[Saved data entries]
◆ ◆ ◆ ◆ ◆ ◆ ◆
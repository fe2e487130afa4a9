use anyhow::{Context, Result};
use std::path::PathBuf;

use crate::classifier::Classifier;
use crate::cli::RulesFormat;
use crate::config;

/// Print the effective rule set so hosts can see exactly what a
/// classification would run against. Routing through the classifier means
/// the output reflects construction-time normalization too.
pub fn print_rules(format: RulesFormat, config_path: Option<PathBuf>) -> Result<()> {
    let rules = match config_path {
        Some(path) => config::load_config_from_path(&path)
            .with_context(|| format!("failed to load rules from {}", path.display()))?,
        None => config::load_config(),
    };
    let classifier = Classifier::from_config(rules)?;

    let rendered = match format {
        RulesFormat::Json => serde_json::to_string_pretty(classifier.rules())?,
        RulesFormat::Toml => toml::to_string_pretty(classifier.rules())?,
    };
    println!("{rendered}");

    Ok(())
}

#[cfg(test)]
mod tests {
    use crate::config::RulesConfig;

    #[test]
    fn test_default_rules_serialize_to_toml_and_back() {
        let rules = RulesConfig::default();
        let rendered = toml::to_string_pretty(&rules).unwrap();
        let parsed: RulesConfig = toml::from_str(&rendered).unwrap();
        assert_eq!(parsed, rules);
    }

    #[test]
    fn test_default_rules_serialize_to_json() {
        let rules = RulesConfig::default();
        let json = serde_json::to_value(&rules).unwrap();
        assert_eq!(json["thresholds"]["spam"], 60);
        assert_eq!(json["weights"]["high"], 25);
    }
}
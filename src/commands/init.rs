use crate::io;
use anyhow::Result;
use std::path::PathBuf;

pub fn init_config(force: bool) -> Result<()> {
    let config_path = PathBuf::from(crate::config::CONFIG_FILE_NAME);

    if config_path.exists() && !force {
        anyhow::bail!("Configuration file already exists. Use --force to overwrite.");
    }

    let default_config = r#"# Spamsift Configuration
#
# Any omitted value keeps its stock default. Keyword lists and pattern
# tables replace the defaults wholesale when present; run
# `spamsift rules` to see the full effective rule set.

[weights]
high = 25
medium = 10
low = 3
multi_keyword_bonus = 15
pattern = 20
formatting = 5

[thresholds]
# Confidence at or above this is spam (1-100)
spam = 60
multi_keyword_count = 3
short_message_len = 50
max_input_len = 100000

# Example keyword override (uncomment to replace the high tier):
# [keywords]
# high = ["winner", "lottery", "free money"]
"#;

    io::write_file(&config_path, default_config)?;
    println!("Created {} configuration file", config_path.display());

    Ok(())
}
use std::fs;
use std::io::{BufReader, Read};
use std::path::{Path, PathBuf};

use super::rules::RulesConfig;
use crate::error::ConfigError;

pub const CONFIG_FILE_NAME: &str = ".spamsift.toml";

/// Pure function to read config file contents
pub(crate) fn read_config_file(path: &Path) -> Result<String, std::io::Error> {
    let file = fs::File::open(path)?;
    let mut reader = BufReader::new(file);
    let mut contents = String::new();
    reader.read_to_string(&mut contents)?;
    Ok(contents)
}

/// Pure function to parse and validate config from TOML string
pub fn parse_and_validate_config(contents: &str) -> Result<RulesConfig, ConfigError> {
    let config = toml::from_str::<RulesConfig>(contents).map_err(|e| ConfigError::Parse {
        message: e.to_string(),
    })?;
    config.validate()?;
    Ok(config)
}

/// Load configuration from an explicit path. Failures are hard errors:
/// a caller who names a file wants that file, not silent defaults.
pub fn load_config_from_path(path: &Path) -> Result<RulesConfig, ConfigError> {
    let contents = read_config_file(path).map_err(|source| ConfigError::Io {
        path: path.to_path_buf(),
        source,
    })?;
    parse_and_validate_config(&contents)
}

/// Load configuration by walking from the working directory toward the
/// filesystem root, taking the first `.spamsift.toml` found. A missing or
/// broken file falls back to defaults with a logged warning.
pub fn load_config() -> RulesConfig {
    std::env::current_dir()
        .ok()
        .and_then(|dir| find_config_file(&dir))
        .and_then(|path| try_load_config_from_path(&path))
        .unwrap_or_default()
}

/// Pure function to locate the nearest config file above `start`
pub(crate) fn find_config_file(start: &Path) -> Option<PathBuf> {
    start
        .ancestors()
        .map(|dir| dir.join(CONFIG_FILE_NAME))
        .find(|candidate| candidate.is_file())
}

pub(crate) fn try_load_config_from_path(config_path: &Path) -> Option<RulesConfig> {
    let contents = match read_config_file(config_path) {
        Ok(contents) => contents,
        Err(e) => {
            handle_read_error(config_path, &e);
            return None;
        }
    };

    match parse_and_validate_config(&contents) {
        Ok(config) => {
            log::debug!("Loaded rules from {}", config_path.display());
            Some(config)
        }
        Err(e) => {
            log::warn!("{}: {}. Using default rules.", config_path.display(), e);
            None
        }
    }
}

/// Only log actual errors, not "file not found"
pub(crate) fn handle_read_error(config_path: &Path, error: &std::io::Error) {
    if error.kind() != std::io::ErrorKind::NotFound {
        log::warn!(
            "Failed to read config file {}: {}",
            config_path.display(),
            error
        );
    }
}

#[cfg(test)]
mod tests {
    use super::*;
    use indoc::indoc;

    #[test]
    fn test_parse_empty_toml_gives_defaults() {
        let config = parse_and_validate_config("").unwrap();
        assert_eq!(config, RulesConfig::default());
    }

    #[test]
    fn test_parse_override_merges_with_defaults() {
        let contents = indoc! {r#"
            [weights]
            high = 40

            [thresholds]
            spam = 75
        "#};
        let config = parse_and_validate_config(contents).unwrap();
        assert_eq!(config.weights.high, 40);
        assert_eq!(config.weights.medium, 10);
        assert_eq!(config.thresholds.spam, 75);
    }

    #[test]
    fn test_parse_rejects_bad_pattern() {
        let contents = indoc! {r#"
            [[patterns]]
            pattern = "(unclosed"
            reason = "click_request"
        "#};
        assert!(parse_and_validate_config(contents).is_err());
    }

    #[test]
    fn test_parse_rejects_malformed_toml() {
        let err = parse_and_validate_config("not = [valid").unwrap_err();
        assert!(matches!(err, ConfigError::Parse { .. }));
    }

    #[test]
    fn test_load_config_from_missing_path_is_io_error() {
        let err = load_config_from_path(Path::new("/nonexistent/.spamsift.toml")).unwrap_err();
        assert!(matches!(err, ConfigError::Io { .. }));
    }

    #[test]
    fn test_find_config_file_walks_ancestors() {
        let dir = tempfile::tempdir().unwrap();
        let nested = dir.path().join("a/b/c");
        std::fs::create_dir_all(&nested).unwrap();
        std::fs::write(dir.path().join(CONFIG_FILE_NAME), "").unwrap();

        let found = find_config_file(&nested).unwrap();
        assert_eq!(found, dir.path().join(CONFIG_FILE_NAME));
    }

    #[test]
    fn test_find_config_file_none_when_absent() {
        let dir = tempfile::tempdir().unwrap();
        assert!(find_config_file(dir.path()).is_none());
    }
}
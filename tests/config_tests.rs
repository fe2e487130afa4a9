use indoc::indoc;
use spamsift::{
    load_config_from_path, parse_and_validate_config, Classifier, ConfigError, RulesConfig,
};

#[test]
fn test_load_overrides_from_file() {
    let dir = tempfile::tempdir().unwrap();
    let path = dir.path().join(".spamsift.toml");
    std::fs::write(
        &path,
        indoc! {r#"
            [weights]
            high = 50

            [thresholds]
            spam = 90
        "#},
    )
    .unwrap();

    let config = load_config_from_path(&path).unwrap();
    assert_eq!(config.weights.high, 50);
    assert_eq!(config.thresholds.spam, 90);
    // Untouched values keep their defaults.
    assert_eq!(config.weights.medium, 10);
    assert_eq!(config.keywords.low.len(), RulesConfig::default().keywords.low.len());
}

#[test]
fn test_loaded_config_changes_classification() {
    let dir = tempfile::tempdir().unwrap();
    let path = dir.path().join(".spamsift.toml");
    std::fs::write(
        &path,
        indoc! {r#"
            [weights]
            high = 100
        "#},
    )
    .unwrap();

    let config = load_config_from_path(&path).unwrap();
    let tuned = Classifier::from_config(config).unwrap();
    let stock = Classifier::new();

    let text = "the lottery draw is tonight, plus filler words to pass fifty bytes";
    let stock_result = stock.classify(text).unwrap();
    let tuned_result = tuned.classify(text).unwrap();

    assert_eq!(stock_result.score, 25);
    assert_eq!(tuned_result.score, 100);
    assert!(tuned_result.is_spam);
    assert!(!stock_result.is_spam);
}

#[test]
fn test_missing_file_is_io_error() {
    let dir = tempfile::tempdir().unwrap();
    let err = load_config_from_path(&dir.path().join(".spamsift.toml")).unwrap_err();
    assert!(matches!(err, ConfigError::Io { .. }));
}

#[test]
fn test_bad_pattern_is_rejected_at_load() {
    let contents = indoc! {r#"
        [[formatting]]
        pattern = "[unterminated"
        reason = "excessive_caps"
    "#};

    let err = parse_and_validate_config(contents).unwrap_err();
    assert!(matches!(err, ConfigError::InvalidPattern { .. }));
}

#[test]
fn test_unknown_reason_kind_is_parse_error() {
    let contents = indoc! {r#"
        [[patterns]]
        pattern = "jackpot"
        reason = "not_a_reason"
    "#};

    let err = parse_and_validate_config(contents).unwrap_err();
    assert!(matches!(err, ConfigError::Parse { .. }));
}

#[test]
fn test_zero_spam_threshold_is_rejected() {
    let contents = indoc! {r#"
        [thresholds]
        spam = 0
    "#};

    let err = parse_and_validate_config(contents).unwrap_err();
    assert!(matches!(err, ConfigError::InvalidThreshold { .. }));
}

#[test]
fn test_replacing_pattern_table_disables_stock_patterns() {
    let contents = indoc! {r#"
        [[patterns]]
        pattern = '(?i)\bwire\s*transfer\b'
        reason = "money_offer"
    "#};

    let config = parse_and_validate_config(contents).unwrap();
    assert_eq!(config.patterns.len(), 1);

    let classifier = Classifier::from_config(config).unwrap();
    let result = classifier
        .classify("please handle the wire transfer before close of day")
        .unwrap();
    assert_eq!(result.score, 20);

    // The stock click-bait pattern is gone ("click this" avoids the stock
    // keyword lists, which this config keeps).
    let click = classifier
        .classify("click this when you get a chance to review the slides")
        .unwrap();
    assert_eq!(click.score, 0);
}
//! Rule-set configuration for the classifier.
//!
//! Every keyword list, pattern, weight, and threshold the engine uses is
//! declared here so hosts can tune rules from `.spamsift.toml` without code
//! changes. Defaults reproduce the stock rule set exactly.

use crate::core::{FormattingKind, KeywordTier, PatternKind};
use crate::error::ConfigError;
use serde::{Deserialize, Serialize};

/// Complete rule set consumed by the classifier.
#[derive(Debug, Clone, PartialEq, Serialize, Deserialize)]
#[serde(default)]
pub struct RulesConfig {
    pub keywords: KeywordsConfig,
    pub weights: WeightsConfig,
    pub thresholds: ThresholdsConfig,
    pub patterns: Vec<PatternRuleConfig>,
    pub formatting: Vec<FormattingRuleConfig>,
    pub structure: StructureConfig,
}

impl Default for RulesConfig {
    fn default() -> Self {
        Self {
            keywords: KeywordsConfig::default(),
            weights: WeightsConfig::default(),
            thresholds: ThresholdsConfig::default(),
            patterns: default_patterns(),
            formatting: default_formatting(),
            structure: StructureConfig::default(),
        }
    }
}

impl RulesConfig {
    /// Reject rule sets that would fail at call time.
    ///
    /// Every regex must compile and the decision thresholds must be usable;
    /// violations surface here, at construction, never inside `classify`.
    pub fn validate(&self) -> Result<(), ConfigError> {
        for rule in &self.patterns {
            compile_check(&rule.pattern)?;
        }
        for rule in &self.formatting {
            compile_check(&rule.pattern)?;
        }
        compile_check(&self.structure.url_pattern)?;
        compile_check(&self.structure.phone_pattern)?;
        compile_check(&self.structure.email_pattern)?;

        if self.thresholds.spam == 0 || self.thresholds.spam > 100 {
            return Err(ConfigError::InvalidThreshold {
                message: format!(
                    "spam threshold must be between 1 and 100, got {}",
                    self.thresholds.spam
                ),
            });
        }
        if self.thresholds.multi_keyword_count == 0 {
            return Err(ConfigError::InvalidThreshold {
                message: "multi_keyword_count must be at least 1".to_string(),
            });
        }
        if self.thresholds.max_input_len == 0 {
            return Err(ConfigError::InvalidThreshold {
                message: "max_input_len must be nonzero".to_string(),
            });
        }
        Ok(())
    }
}

fn compile_check(pattern: &str) -> Result<(), ConfigError> {
    regex::Regex::new(pattern)
        .map(|_| ())
        .map_err(|source| ConfigError::InvalidPattern {
            pattern: pattern.to_string(),
            source,
        })
}

/// Tiered keyword lists. Lists are matched by substring containment against
/// lowercased input; the classifier lowercases entries at construction.
#[derive(Debug, Clone, PartialEq, Serialize, Deserialize)]
pub struct KeywordsConfig {
    #[serde(default = "default_high_keywords")]
    pub high: Vec<String>,

    #[serde(default = "default_medium_keywords")]
    pub medium: Vec<String>,

    #[serde(default = "default_low_keywords")]
    pub low: Vec<String>,
}

impl Default for KeywordsConfig {
    fn default() -> Self {
        Self {
            high: default_high_keywords(),
            medium: default_medium_keywords(),
            low: default_low_keywords(),
        }
    }
}

impl KeywordsConfig {
    pub fn tier(&self, tier: KeywordTier) -> &[String] {
        match tier {
            KeywordTier::High => &self.high,
            KeywordTier::Medium => &self.medium,
            KeywordTier::Low => &self.low,
        }
    }
}

/// Score contributions per rule hit.
#[derive(Debug, Clone, PartialEq, Serialize, Deserialize)]
pub struct WeightsConfig {
    /// Added per matched high-tier keyword
    #[serde(default = "default_high_weight")]
    pub high: u32,

    /// Added per matched medium-tier keyword
    #[serde(default = "default_medium_weight")]
    pub medium: u32,

    /// Added per matched low-tier keyword
    #[serde(default = "default_low_weight")]
    pub low: u32,

    /// Flat bonus once the distinct keyword count reaches the threshold
    #[serde(default = "default_multi_keyword_bonus")]
    pub multi_keyword_bonus: u32,

    /// Added once per content pattern that matches, however many times
    #[serde(default = "default_pattern_weight")]
    pub pattern: u32,

    /// Added per formatting-anomaly match (count-weighted)
    #[serde(default = "default_formatting_weight")]
    pub formatting: u32,

    /// Added when a short message carries keyword hits
    #[serde(default = "default_short_message_weight")]
    pub short_message: u32,

    /// Added when the URL count exceeds its threshold
    #[serde(default = "default_many_urls_weight")]
    pub many_urls: u32,

    /// Added when any phone number appears
    #[serde(default = "default_phone_number_weight")]
    pub phone_number: u32,

    /// Added when the email count exceeds its threshold
    #[serde(default = "default_many_emails_weight")]
    pub many_emails: u32,
}

impl Default for WeightsConfig {
    fn default() -> Self {
        Self {
            high: default_high_weight(),
            medium: default_medium_weight(),
            low: default_low_weight(),
            multi_keyword_bonus: default_multi_keyword_bonus(),
            pattern: default_pattern_weight(),
            formatting: default_formatting_weight(),
            short_message: default_short_message_weight(),
            many_urls: default_many_urls_weight(),
            phone_number: default_phone_number_weight(),
            many_emails: default_many_emails_weight(),
        }
    }
}

impl WeightsConfig {
    pub fn tier_weight(&self, tier: KeywordTier) -> u32 {
        match tier {
            KeywordTier::High => self.high,
            KeywordTier::Medium => self.medium,
            KeywordTier::Low => self.low,
        }
    }
}

/// Decision and heuristic cutoffs.
#[derive(Debug, Clone, PartialEq, Serialize, Deserialize)]
pub struct ThresholdsConfig {
    /// Confidence at or above this is classified as spam (1-100)
    #[serde(default = "default_spam_threshold")]
    pub spam: u32,

    /// Distinct keyword hits needed for the multi-keyword bonus
    #[serde(default = "default_multi_keyword_count")]
    pub multi_keyword_count: usize,

    /// Messages shorter than this many bytes are "short"
    #[serde(default = "default_short_message_len")]
    pub short_message_len: usize,

    /// Flag when strictly more than this many URLs appear
    #[serde(default = "default_url_count")]
    pub url_count: usize,

    /// Flag when strictly more than this many email addresses appear
    #[serde(default = "default_email_count")]
    pub email_count: usize,

    /// Inputs longer than this many bytes are rejected before scoring
    #[serde(default = "default_max_input_len")]
    pub max_input_len: usize,
}

impl Default for ThresholdsConfig {
    fn default() -> Self {
        Self {
            spam: default_spam_threshold(),
            multi_keyword_count: default_multi_keyword_count(),
            short_message_len: default_short_message_len(),
            url_count: default_url_count(),
            email_count: default_email_count(),
            max_input_len: default_max_input_len(),
        }
    }
}

/// One content pattern: a regex plus the reason it reports when it fires.
#[derive(Debug, Clone, PartialEq, Serialize, Deserialize)]
pub struct PatternRuleConfig {
    pub pattern: String,
    pub reason: PatternKind,
}

/// One formatting-anomaly pattern; scoring is per non-overlapping match.
#[derive(Debug, Clone, PartialEq, Serialize, Deserialize)]
pub struct FormattingRuleConfig {
    pub pattern: String,
    pub reason: FormattingKind,
}

/// Patterns backing the structural heuristics.
#[derive(Debug, Clone, PartialEq, Serialize, Deserialize)]
pub struct StructureConfig {
    #[serde(default = "default_url_pattern")]
    pub url_pattern: String,

    #[serde(default = "default_phone_pattern")]
    pub phone_pattern: String,

    #[serde(default = "default_email_pattern")]
    pub email_pattern: String,
}

impl Default for StructureConfig {
    fn default() -> Self {
        Self {
            url_pattern: default_url_pattern(),
            phone_pattern: default_phone_pattern(),
            email_pattern: default_email_pattern(),
        }
    }
}

pub(crate) const HIGH_KEYWORDS: &[&str] = &[
    "winner",
    "congratulations",
    "lottery",
    "prize",
    "jackpot",
    "million",
    "billion",
    "inheritance",
    "beneficiary",
    "urgent",
    "immediately",
    "act now",
    "limited time",
    "expires today",
    "click here",
    "click now",
    "free money",
    "easy money",
    "guaranteed",
    "risk free",
    "no risk",
    "investment opportunity",
    "make money fast",
    "work from home",
    "earn extra income",
    "debt free",
    "credit repair",
    "loan approved",
    "pre-approved",
    "viagra",
    "pharmacy",
    "prescription",
    "weight loss",
    "lose weight",
    "diet pills",
    "miracle cure",
];

pub(crate) const MEDIUM_KEYWORDS: &[&str] = &[
    "free",
    "offer",
    "deal",
    "discount",
    "save",
    "cheap",
    "affordable",
    "promotion",
    "special",
    "limited",
    "exclusive",
    "bonus",
    "gift",
    "reward",
    "cash",
    "money",
    "income",
    "profit",
    "earn",
    "win",
    "opportunity",
    "business",
    "investment",
    "loan",
    "credit",
    "mortgage",
    "insurance",
    "claim",
];

pub(crate) const LOW_KEYWORDS: &[&str] = &[
    "buy",
    "purchase",
    "order",
    "subscribe",
    "register",
    "sign up",
    "join",
    "membership",
    "account",
    "service",
    "product",
    "company",
    "website",
    "online",
    "internet",
    "email",
    "message",
    "notification",
    "alert",
    "update",
];

fn to_owned_list(list: &[&str]) -> Vec<String> {
    list.iter().map(|s| s.to_string()).collect()
}

pub fn default_high_keywords() -> Vec<String> {
    to_owned_list(HIGH_KEYWORDS)
}

pub fn default_medium_keywords() -> Vec<String> {
    to_owned_list(MEDIUM_KEYWORDS)
}

pub fn default_low_keywords() -> Vec<String> {
    to_owned_list(LOW_KEYWORDS)
}

pub fn default_high_weight() -> u32 {
    25
}

pub fn default_medium_weight() -> u32 {
    10
}

pub fn default_low_weight() -> u32 {
    3
}

pub fn default_multi_keyword_bonus() -> u32 {
    15
}

pub fn default_pattern_weight() -> u32 {
    20
}

pub fn default_formatting_weight() -> u32 {
    5
}

pub fn default_short_message_weight() -> u32 {
    10
}

pub fn default_many_urls_weight() -> u32 {
    15
}

pub fn default_phone_number_weight() -> u32 {
    8
}

pub fn default_many_emails_weight() -> u32 {
    10
}

pub fn default_spam_threshold() -> u32 {
    60
}

pub fn default_multi_keyword_count() -> usize {
    3
}

pub fn default_short_message_len() -> usize {
    50
}

pub fn default_url_count() -> usize {
    2
}

pub fn default_email_count() -> usize {
    1
}

pub fn default_max_input_len() -> usize {
    100_000
}

pub fn default_patterns() -> Vec<PatternRuleConfig> {
    use PatternKind::*;
    let rules: [(&str, PatternKind); 10] = [
        (r"(?i)\b\d+%\s*(off|discount|save)\b", PercentDiscount),
        (r"(?i)\$\d+(\.\d{2})?\s*(free|bonus|gift)", MoneyOffer),
        (
            r"(?i)call\s*now\s*\d{3}[-.\s]?\d{3}[-.\s]?\d{4}",
            CallNowNumber,
        ),
        (r"(?i)click\s*(here|now|this|link)", ClickRequest),
        (r"(?i)act\s*now\s*(!|\.){0,3}", UrgentAction),
        (r"(?i)limited\s*time\s*(offer|deal)", LimitedTimeOffer),
        (
            r"(?i)\b(urgent|immediate|asap)\b.*\b(action|response|reply)\b",
            UrgentResponse,
        ),
        (
            r"(?i)\b(congratulations?|congrats)\b.*\b(won|winner|selected)\b",
            WinnerAnnouncement,
        ),
        (
            r"(?i)\b(free|no\s*cost).*\b(trial|sample|gift|bonus)\b",
            FreeOffer,
        ),
        (r"(?i)\bmillion\s*(dollar|pound|euro)s?\b", LargeMoneyAmount),
    ];
    rules
        .iter()
        .map(|(pattern, reason)| PatternRuleConfig {
            pattern: (*pattern).to_string(),
            reason: *reason,
        })
        .collect()
}

pub fn default_formatting() -> Vec<FormattingRuleConfig> {
    use FormattingKind::*;
    let rules: [(&str, FormattingKind); 5] = [
        (r"[A-Z]{5,}", ExcessiveCaps),
        (r"!{3,}", RepeatedExclamation),
        (r"\${2,}", RepeatedDollarSigns),
        (r"\*{2,}", RepeatedAsterisks),
        (r"#{2,}", RepeatedHashes),
    ];
    rules
        .iter()
        .map(|(pattern, reason)| FormattingRuleConfig {
            pattern: (*pattern).to_string(),
            reason: *reason,
        })
        .collect()
}

pub fn default_url_pattern() -> String {
    r"(?i)https?://[^\s]+".to_string()
}

pub fn default_phone_pattern() -> String {
    r"\b\d{3}[-.\s]?\d{3}[-.\s]?\d{4}\b".to_string()
}

pub fn default_email_pattern() -> String {
    r"\b[A-Za-z0-9._%+-]+@[A-Za-z0-9.-]+\.[A-Za-z]{2,}\b".to_string()
}
use super::{keywords, CompiledRules};
use crate::core::{PassScore, Reason};

/// Structural heuristics over the original text: message length, URL
/// density, phone numbers, email addresses. The checks are independent and
/// every applicable one fires.
pub(crate) fn score_structure(rules: &CompiledRules, text: &str) -> PassScore {
    let mut score: u32 = 0;
    let mut reasons = Vec::new();
    let thresholds = &rules.config.thresholds;

    // Short messages carrying keyword hits are suspicious. This re-runs the
    // keyword pass on a lowercased copy rather than duplicating its logic,
    // so keyword weights keep a single source of truth.
    if text.len() < thresholds.short_message_len
        && keywords::score_keywords(rules, &text.to_lowercase()).score > 0
    {
        score += rules.config.weights.short_message;
        reasons.push(Reason::ShortWithIndicators);
    }

    let url_count = rules.url.find_iter(text).count();
    if url_count > thresholds.url_count {
        score += rules.config.weights.many_urls;
        reasons.push(Reason::ManyUrls);
    }

    let phone_count = rules.phone.find_iter(text).count();
    if phone_count > 0 {
        score += rules.config.weights.phone_number;
        reasons.push(Reason::PhoneNumber);
    }

    let email_count = rules.email.find_iter(text).count();
    if email_count > thresholds.email_count {
        score += rules.config.weights.many_emails;
        reasons.push(Reason::ManyEmails);
    }

    PassScore::new(score, reasons)
}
◆ ◆ ◆ ◆ ◆ ◆ ◆
Count the lines above in which the string "PassScore" occurs. Give that number and nothing else.

3